Figure 7: Try out the GenAI Essentials under the Trainings and Workshops section of the Intel Developer Cloud. Image by author.

It uses the Intel Extension for PyTorch to speed up inference. One of the key functions is _optimize_pipeline where ipex.optimize is called to optimize the DiffusionPipeline object:

    def _optimize_pipeline(self, pipeline: DiffusionPipeline) -> DiffusionPipeline:
        """
        Optimizes the model for inference using ipex.

        Parameters:
        - pipeline: The model pipeline to be optimized.

        Returns:
        - pipeline: The optimized model pipeline.
        """

        for attr in dir(pipeline):
            if isinstance(getattr(pipeline, attr), nn.Module):
                setattr(
                    pipeline,
                    attr,
                    ipex.optimize(
                        getattr(pipeline, attr).eval(),
                        dtype=pipeline.text_encoder.dtype,
                        inplace=True,
                    ),
                )
        return pipeline

The notebook should only take a minute or so to run. Once the model is loaded into memory, each image should only take a few seconds to generate. Just be sure that the pytorch-gpu environment is selected when you open the Jupyter kernel so that you don’t have to install any packages. There is a mini user-interface (Figure 8) in the notebook using the package ipywidgets. Select the desired model, enter a prompt, and select the number of images to output.

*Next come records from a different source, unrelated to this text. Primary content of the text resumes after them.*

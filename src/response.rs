//! Response payloads for `/process` and `/analyze`.

use serde::Serialize;

use crate::normalize::{RecognitionBatch, TextBlock};
use crate::orientation::{Orientation, OrientationTally};
use crate::stats::{round_to, unix_now};

/// Per-request facts that are not part of the recognition result.
#[derive(Debug, Clone)]
pub struct RequestMeta {
    pub request_id: String,
    pub filename: String,
    pub language: String,
    /// Seconds from arrival until the response was assembled.
    pub processing_time: f64,
    pub ocr_version: String,
}

#[derive(Debug, Clone, Serialize)]
pub struct ProcessResponse {
    pub success: bool,
    pub request_id: String,
    pub text: String,
    pub total_blocks: usize,
    pub filename: String,
    pub language: String,
    pub avg_confidence: Option<f64>,
    pub processing_time: f64,
    pub ocr_version: String,
    pub has_coordinates: bool,
    pub text_orientations: OrientationTally,
    pub timestamp: f64,
    #[serde(flatten)]
    pub details: Option<DetailedFields>,
    #[serde(skip_serializing_if = "Option::is_none")]
    pub saved_to: Option<String>,
}

/// Extra fields present only when `detailed=true`.
#[derive(Debug, Clone, Serialize)]
pub struct DetailedFields {
    pub blocks: Vec<BlockView>,
    pub min_confidence: Option<f64>,
    pub max_confidence: Option<f64>,
    pub total_coordinates: usize,
    pub quality: QualityBuckets,
}

#[derive(Debug, Clone, Serialize)]
pub struct BlockView {
    pub block_id: usize,
    pub text: String,
    pub confidence: f64,
    pub coordinates: Vec<[f64; 2]>,
    pub orientation: Orientation,
}

impl BlockView {
    fn new(block_id: usize, block: &TextBlock) -> Self {
        Self {
            block_id,
            text: block.text.clone(),
            confidence: round_to(block.confidence, 3),
            coordinates: block.quadrilateral.iter().map(|p| [p.x, p.y]).collect(),
            orientation: block.orientation,
        }
    }
}

/// Confidence histogram: high `> 0.9`, medium `[0.7, 0.9]`, low `< 0.7`.
#[derive(Debug, Clone, Copy, Default, PartialEq, Eq, Serialize)]
pub struct QualityBuckets {
    pub high: usize,
    pub medium: usize,
    pub low: usize,
}

impl QualityBuckets {
    pub fn from_batch(batch: &RecognitionBatch) -> Self {
        let mut buckets = Self::default();
        for block in &batch.blocks {
            let c = block.confidence;
            if c > 0.9 {
                buckets.high += 1;
            } else if c >= 0.7 {
                buckets.medium += 1;
            } else {
                buckets.low += 1;
            }
        }
        buckets
    }
}

/// Assemble the `/process` payload.
pub fn build(batch: &RecognitionBatch, meta: RequestMeta, detailed: bool) -> ProcessResponse {
    let details = detailed.then(|| DetailedFields {
        blocks: batch
            .blocks
            .iter()
            .enumerate()
            .map(|(i, b)| BlockView::new(i, b))
            .collect(),
        min_confidence: batch.min_confidence().map(|c| round_to(c, 3)),
        max_confidence: batch.max_confidence().map(|c| round_to(c, 3)),
        total_coordinates: batch.len(),
        quality: QualityBuckets::from_batch(batch),
    });

    ProcessResponse {
        success: true,
        request_id: meta.request_id,
        text: batch.text(),
        total_blocks: batch.len(),
        filename: meta.filename,
        language: meta.language,
        avg_confidence: batch.avg_confidence().map(|c| round_to(c, 3)),
        processing_time: round_to(meta.processing_time, 3),
        ocr_version: meta.ocr_version,
        has_coordinates: !batch.is_empty(),
        text_orientations: batch.orientations(),
        timestamp: unix_now(),
        details,
        saved_to: None,
    }
}

#[derive(Debug, Clone, Serialize)]
pub struct AnalysisResponse {
    pub success: bool,
    pub request_id: String,
    pub analysis: String,
    pub raw_data: AnalysisData,
}

#[derive(Debug, Clone, Serialize)]
pub struct AnalysisData {
    pub total_blocks: usize,
    pub avg_confidence: Option<f64>,
    pub processing_time: f64,
    pub orientations: OrientationTally,
    pub filename: String,
    pub language: String,
}

/// Assemble the `/analyze` payload: a numbered, human-readable block listing.
pub fn analysis(batch: &RecognitionBatch, meta: RequestMeta) -> AnalysisResponse {
    let avg = batch.avg_confidence();
    let orientations = batch.orientations();
    let rule = "=".repeat(60);

    let mut lines = vec![
        "All recognized blocks:".to_string(),
        format!("Total blocks: {}", batch.len()),
        format!("Confidence: {:.1}%", avg.unwrap_or(0.0) * 100.0),
        format!("Time: {:.3}s", meta.processing_time),
        rule.clone(),
    ];
    for (i, block) in batch.blocks.iter().enumerate() {
        lines.push(format!(
            "{:2}. {} \"{}\" ({:.3})",
            i + 1,
            marker(block.orientation),
            block.text,
            block.confidence
        ));
    }
    lines.push(rule);
    lines.push(format!(
        "Orientations: {} horizontal, {} vertical, {} rotated",
        orientations.horizontal, orientations.vertical, orientations.rotated
    ));

    AnalysisResponse {
        success: true,
        request_id: meta.request_id,
        analysis: lines.join("\n"),
        raw_data: AnalysisData {
            total_blocks: batch.len(),
            avg_confidence: avg.map(|c| round_to(c, 3)),
            processing_time: round_to(meta.processing_time, 3),
            orientations,
            filename: meta.filename,
            language: meta.language,
        },
    }
}

fn marker(orientation: Orientation) -> &'static str {
    match orientation {
        Orientation::Horizontal => "[H]",
        Orientation::Vertical => "[V]",
        Orientation::Rotated => "[R]",
    }
}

Figure 8. Mini user interface for prompt-to-image within the Jupyter notebook

The latest Intel GPU Max performed well and will definitely be a contender in the generative AI space. Please let me know if you have any questions or would like help getting started with trying out stable diffusion. You can reach me on the Intel DevHub Discord server here (user name bconsolvo), LinkedIn here, or Twitter here. Thank you for reading. Happy coding!

Disclaimer for Using Stable Diffusion Models

The stable diffusion models provided here are powerful tools for high-resolution image synthesis, including text-to-image and image-to-image transformations. While they are designed to produce high-quality results, users should be aware of potential limitations:

Quality Variation: The quality of generated images may vary based on the complexity of the input text or image, and the alignment with the model’s training data.
Licensing and Usage Constraints: Carefully review the licensing information associated with each model to ensure compliance with all terms and conditions.
Ethical Considerations: Consider the ethical implications of the generated content, especially in contexts that may involve sensitive or controversial subjects.

For detailed information on each model’s capabilities, limitations, and best practices, please refer to the respective model cards.